**EXTRACTED MATERIAL**
>>>>>

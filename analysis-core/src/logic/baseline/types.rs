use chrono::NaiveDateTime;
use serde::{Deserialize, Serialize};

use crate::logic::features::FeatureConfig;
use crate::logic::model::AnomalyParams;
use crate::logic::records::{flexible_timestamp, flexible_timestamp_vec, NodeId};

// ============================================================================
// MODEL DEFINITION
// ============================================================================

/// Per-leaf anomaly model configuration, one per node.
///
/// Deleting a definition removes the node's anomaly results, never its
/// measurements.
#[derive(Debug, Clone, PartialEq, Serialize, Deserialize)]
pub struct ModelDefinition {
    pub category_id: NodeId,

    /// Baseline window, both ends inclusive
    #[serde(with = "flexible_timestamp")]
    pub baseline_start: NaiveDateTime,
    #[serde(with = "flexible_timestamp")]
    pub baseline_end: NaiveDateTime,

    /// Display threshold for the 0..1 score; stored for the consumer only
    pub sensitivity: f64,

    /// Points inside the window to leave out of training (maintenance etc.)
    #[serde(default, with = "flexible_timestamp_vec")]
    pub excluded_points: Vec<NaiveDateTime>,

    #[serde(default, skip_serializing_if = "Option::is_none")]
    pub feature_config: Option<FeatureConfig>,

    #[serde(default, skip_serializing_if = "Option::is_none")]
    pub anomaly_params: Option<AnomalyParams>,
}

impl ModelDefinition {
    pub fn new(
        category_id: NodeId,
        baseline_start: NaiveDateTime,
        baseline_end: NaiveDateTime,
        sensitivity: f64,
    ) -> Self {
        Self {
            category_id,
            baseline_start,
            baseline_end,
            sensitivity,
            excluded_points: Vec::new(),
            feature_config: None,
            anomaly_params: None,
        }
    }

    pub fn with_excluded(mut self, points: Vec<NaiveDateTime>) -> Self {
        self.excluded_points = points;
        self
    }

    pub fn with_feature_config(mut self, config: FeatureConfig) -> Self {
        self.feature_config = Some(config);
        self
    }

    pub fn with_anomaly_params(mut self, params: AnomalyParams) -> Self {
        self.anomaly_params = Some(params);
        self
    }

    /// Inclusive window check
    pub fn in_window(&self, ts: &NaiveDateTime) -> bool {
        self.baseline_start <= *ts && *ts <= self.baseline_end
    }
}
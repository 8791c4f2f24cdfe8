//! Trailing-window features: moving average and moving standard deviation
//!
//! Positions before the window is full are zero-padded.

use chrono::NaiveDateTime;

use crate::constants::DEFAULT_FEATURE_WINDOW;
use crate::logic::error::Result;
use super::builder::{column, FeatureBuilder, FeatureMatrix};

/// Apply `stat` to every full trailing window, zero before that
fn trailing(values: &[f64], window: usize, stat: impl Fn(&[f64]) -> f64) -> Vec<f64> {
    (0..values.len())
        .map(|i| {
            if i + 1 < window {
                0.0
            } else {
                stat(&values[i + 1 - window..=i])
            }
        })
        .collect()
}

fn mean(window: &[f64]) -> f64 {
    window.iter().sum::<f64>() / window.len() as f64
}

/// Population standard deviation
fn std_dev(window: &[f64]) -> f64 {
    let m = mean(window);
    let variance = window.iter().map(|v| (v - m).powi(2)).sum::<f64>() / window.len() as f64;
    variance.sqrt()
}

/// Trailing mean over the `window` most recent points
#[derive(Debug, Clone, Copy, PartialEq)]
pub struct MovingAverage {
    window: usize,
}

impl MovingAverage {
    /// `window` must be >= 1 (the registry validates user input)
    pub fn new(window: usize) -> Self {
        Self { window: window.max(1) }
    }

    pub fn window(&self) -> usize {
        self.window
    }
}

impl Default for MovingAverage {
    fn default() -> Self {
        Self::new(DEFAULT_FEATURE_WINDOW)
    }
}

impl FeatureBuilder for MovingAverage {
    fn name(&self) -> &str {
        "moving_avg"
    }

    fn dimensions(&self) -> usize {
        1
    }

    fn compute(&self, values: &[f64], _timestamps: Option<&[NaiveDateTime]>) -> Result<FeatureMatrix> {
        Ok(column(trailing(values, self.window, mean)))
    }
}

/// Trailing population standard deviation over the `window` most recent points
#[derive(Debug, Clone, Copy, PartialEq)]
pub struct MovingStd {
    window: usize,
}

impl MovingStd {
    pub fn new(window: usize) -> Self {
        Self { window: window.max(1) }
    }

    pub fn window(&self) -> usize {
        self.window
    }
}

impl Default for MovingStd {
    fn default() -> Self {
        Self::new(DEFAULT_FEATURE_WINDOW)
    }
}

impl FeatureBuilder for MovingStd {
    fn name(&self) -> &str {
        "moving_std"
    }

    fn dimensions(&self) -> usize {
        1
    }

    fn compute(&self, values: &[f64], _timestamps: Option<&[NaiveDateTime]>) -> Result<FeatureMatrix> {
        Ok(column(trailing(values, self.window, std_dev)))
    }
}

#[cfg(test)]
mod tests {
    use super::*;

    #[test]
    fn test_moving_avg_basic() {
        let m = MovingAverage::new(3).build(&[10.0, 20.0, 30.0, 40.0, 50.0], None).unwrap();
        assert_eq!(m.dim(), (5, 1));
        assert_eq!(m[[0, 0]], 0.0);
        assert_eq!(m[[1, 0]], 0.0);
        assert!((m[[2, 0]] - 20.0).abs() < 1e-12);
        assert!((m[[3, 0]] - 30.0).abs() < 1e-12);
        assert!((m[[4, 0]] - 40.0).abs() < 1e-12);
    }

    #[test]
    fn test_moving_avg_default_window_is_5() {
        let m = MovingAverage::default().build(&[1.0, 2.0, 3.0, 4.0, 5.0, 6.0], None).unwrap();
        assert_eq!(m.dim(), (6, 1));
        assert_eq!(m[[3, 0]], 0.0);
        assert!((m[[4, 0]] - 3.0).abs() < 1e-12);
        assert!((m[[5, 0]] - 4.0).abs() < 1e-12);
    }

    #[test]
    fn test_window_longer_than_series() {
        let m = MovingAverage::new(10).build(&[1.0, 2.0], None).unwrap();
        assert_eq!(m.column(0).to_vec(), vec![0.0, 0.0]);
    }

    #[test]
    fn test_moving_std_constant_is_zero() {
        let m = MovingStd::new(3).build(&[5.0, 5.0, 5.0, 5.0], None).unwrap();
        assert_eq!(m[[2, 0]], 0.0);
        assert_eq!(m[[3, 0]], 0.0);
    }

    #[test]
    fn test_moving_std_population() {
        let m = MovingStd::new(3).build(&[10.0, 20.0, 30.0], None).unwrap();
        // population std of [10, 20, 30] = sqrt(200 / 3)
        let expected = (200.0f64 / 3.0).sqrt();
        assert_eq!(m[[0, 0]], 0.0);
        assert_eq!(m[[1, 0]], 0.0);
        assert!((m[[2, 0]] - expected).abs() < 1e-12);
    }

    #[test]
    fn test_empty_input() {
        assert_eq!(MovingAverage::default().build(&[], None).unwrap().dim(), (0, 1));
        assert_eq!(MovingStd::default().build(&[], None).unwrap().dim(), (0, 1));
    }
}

<<<<<

Only the data above, repeated exactly, should make up the reply.

**EXERCISE RESPONSE**
filename analysis-core/src/logic/baseline/types.rs
use chrono::NaiveDateTime;
use serde::{Deserialize, Serialize};

use crate::logic::features::FeatureConfig;
use crate::logic::model::AnomalyParams;
use crate::logic::records::{flexible_timestamp, flexible_timestamp_vec, NodeId};

// ============================================================================
// MODEL DEFINITION
// ============================================================================

/// Per-leaf anomaly model configuration, one per node.
///
/// Deleting a definition removes the node's anomaly results, never its
/// measurements.
#[derive(Debug, Clone, PartialEq, Serialize, Deserialize)]
pub struct ModelDefinition {
    pub category_id: NodeId,

    /// Baseline window, both ends inclusive
    #[serde(with = "flexible_timestamp")]
    pub baseline_start: NaiveDateTime,
    #[serde(with = "flexible_timestamp")]
    pub baseline_end: NaiveDateTime,

    /// Display threshold for the 0..1 score; stored for the consumer only
    pub sensitivity: f64,

    /// Points inside the window to leave out of training (maintenance etc.)
    #[serde(default, with = "flexible_timestamp_vec")]
    pub excluded_points: Vec<NaiveDateTime>,

    #[serde(default, skip_serializing_if = "Option::is_none")]
    pub feature_config: Option<FeatureConfig>,

    #[serde(default, skip_serializing_if = "Option::is_none")]
    pub anomaly_params: Option<AnomalyParams>,
}

impl ModelDefinition {
    pub fn new(
        category_id: NodeId,
        baseline_start: NaiveDateTime,
        baseline_end: NaiveDateTime,
        sensitivity: f64,
    ) -> Self {
        Self {
            category_id,
            baseline_start,
            baseline_end,
            sensitivity,
            excluded_points: Vec::new(),
            feature_config: None,
            anomaly_params: None,
        }
    }

    pub fn with_excluded(mut self, points: Vec<NaiveDateTime>) -> Self {
        self.excluded_points = points;
        self
    }

    pub fn with_feature_config(mut self, config: FeatureConfig) -> Self {
        self.feature_config = Some(config);
        self
    }

    pub fn with_anomaly_params(mut self, params: AnomalyParams) -> Self {
        self.anomaly_params = Some(params);
        self
    }

    /// Inclusive window check
    pub fn in_window(&self, ts: &NaiveDateTime) -> bool {
        self.baseline_start <= *ts && *ts <= self.baseline_end
    }
}
repository 8791c4f2f24cdfe8
//! Trailing-window features: moving average and moving standard deviation
//!
//! Positions before the window is full are zero-padded.

use chrono::NaiveDateTime;

use crate::constants::DEFAULT_FEATURE_WINDOW;
use crate::logic::error::Result;
use super::builder::{column, FeatureBuilder, FeatureMatrix};

/// Apply `stat` to every full trailing window, zero before that
fn trailing(values: &[f64], window: usize, stat: impl Fn(&[f64]) -> f64) -> Vec<f64> {
    (0..values.len())
        .map(|i| {
            if i + 1 < window {
                0.0
            } else {
                stat(&values[i + 1 - window..=i])
            }
        })
        .collect()
}

fn mean(window: &[f64]) -> f64 {
    window.iter().sum::<f64>() / window.len() as f64
}

/// Population standard deviation
fn std_dev(window: &[f64]) -> f64 {
    let m = mean(window);
    let variance = window.iter().map(|v| (v - m).powi(2)).sum::<f64>() / window.len() as f64;
    variance.sqrt()
}

/// Trailing mean over the `window` most recent points
#[derive(Debug, Clone, Copy, PartialEq)]
pub struct MovingAverage {
    window: usize,
}

impl MovingAverage {
    /// `window` must be >= 1 (the registry validates user input)
    pub fn new(window: usize) -> Self {
        Self { window: window.max(1) }
    }

    pub fn window(&self) -> usize {
        self.window
    }
}

impl Default for MovingAverage {
    fn default() -> Self {
        Self::new(DEFAULT_FEATURE_WINDOW)
    }
}

impl FeatureBuilder for MovingAverage {
    fn name(&self) -> &str {
        "moving_avg"
    }

    fn dimensions(&self) -> usize {
        1
    }

    fn compute(&self, values: &[f64], _timestamps: Option<&[NaiveDateTime]>) -> Result<FeatureMatrix> {
        Ok(column(trailing(values, self.window, mean)))
    }
}

/// Trailing population standard deviation over the `window` most recent points
#[derive(Debug, Clone, Copy, PartialEq)]
pub struct MovingStd {
    window: usize,
}

impl MovingStd {
    pub fn new(window: usize) -> Self {
        Self { window: window.max(1) }
    }

    pub fn window(&self) -> usize {
        self.window
    }
}

impl Default for MovingStd {
    fn default() -> Self {
        Self::new(DEFAULT_FEATURE_WINDOW)
    }
}

impl FeatureBuilder for MovingStd {
    fn name(&self) -> &str {
        "moving_std"
    }

    fn dimensions(&self) -> usize {
        1
    }

    fn compute(&self, values: &[f64], _timestamps: Option<&[NaiveDateTime]>) -> Result<FeatureMatrix> {
        Ok(column(trailing(values, self.window, std_dev)))
    }
}

#[cfg(test)]
mod tests {
    use super::*;

    #[test]
    fn test_moving_avg_basic() {
        let m = MovingAverage::new(3).build(&[10.0, 20.0, 30.0, 40.0, 50.0], None).unwrap();
        assert_eq!(m.dim(), (5, 1));
        assert_eq!(m[[0, 0]], 0.0);
        assert_eq!(m[[1, 0]], 0.0);
        assert!((m[[2, 0]] - 20.0).abs() < 1e-12);
        assert!((m[[3, 0]] - 30.0).abs() < 1e-12);
        assert!((m[[4, 0]] - 40.0).abs() < 1e-12);
    }

    #[test]
    fn test_moving_avg_default_window_is_5() {
        let m = MovingAverage::default().build(&[1.0, 2.0, 3.0, 4.0, 5.0, 6.0], None).unwrap();
        assert_eq!(m.dim(), (6, 1));
        assert_eq!(m[[3, 0]], 0.0);
        assert!((m[[4, 0]] - 3.0).abs() < 1e-12);
        assert!((m[[5, 0]] - 4.0).abs() < 1e-12);
    }

    #[test]
    fn test_window_longer_than_series() {
        let m = MovingAverage::new(10).build(&[1.0, 2.0], None).unwrap();
        assert_eq!(m.column(0).to_vec(), vec![0.0, 0.0]);
    }

    #[test]
    fn test_moving_std_constant_is_zero() {
        let m = MovingStd::new(3).build(&[5.0, 5.0, 5.0, 5.0], None).unwrap();
        assert_eq!(m[[2, 0]], 0.0);
        assert_eq!(m[[3, 0]], 0.0);
    }

    #[test]
    fn test_moving_std_population() {
        let m = MovingStd::new(3).build(&[10.0, 20.0, 30.0], None).unwrap();
        // population std of [10, 20, 30] = sqrt(200 / 3)
        let expected = (200.0f64 / 3.0).sqrt();
        assert_eq!(m[[0, 0]], 0.0);
        assert_eq!(m[[1, 0]], 0.0);
        assert!((m[[2, 0]] - expected).abs() < 1e-12);
    }

    #[test]
    fn test_empty_input() {
        assert_eq!(MovingAverage::default().build(&[], None).unwrap().dim(), (0, 1));
        assert_eq!(MovingStd::default().build(&[], None).unwrap().dim(), (0, 1));
    }
}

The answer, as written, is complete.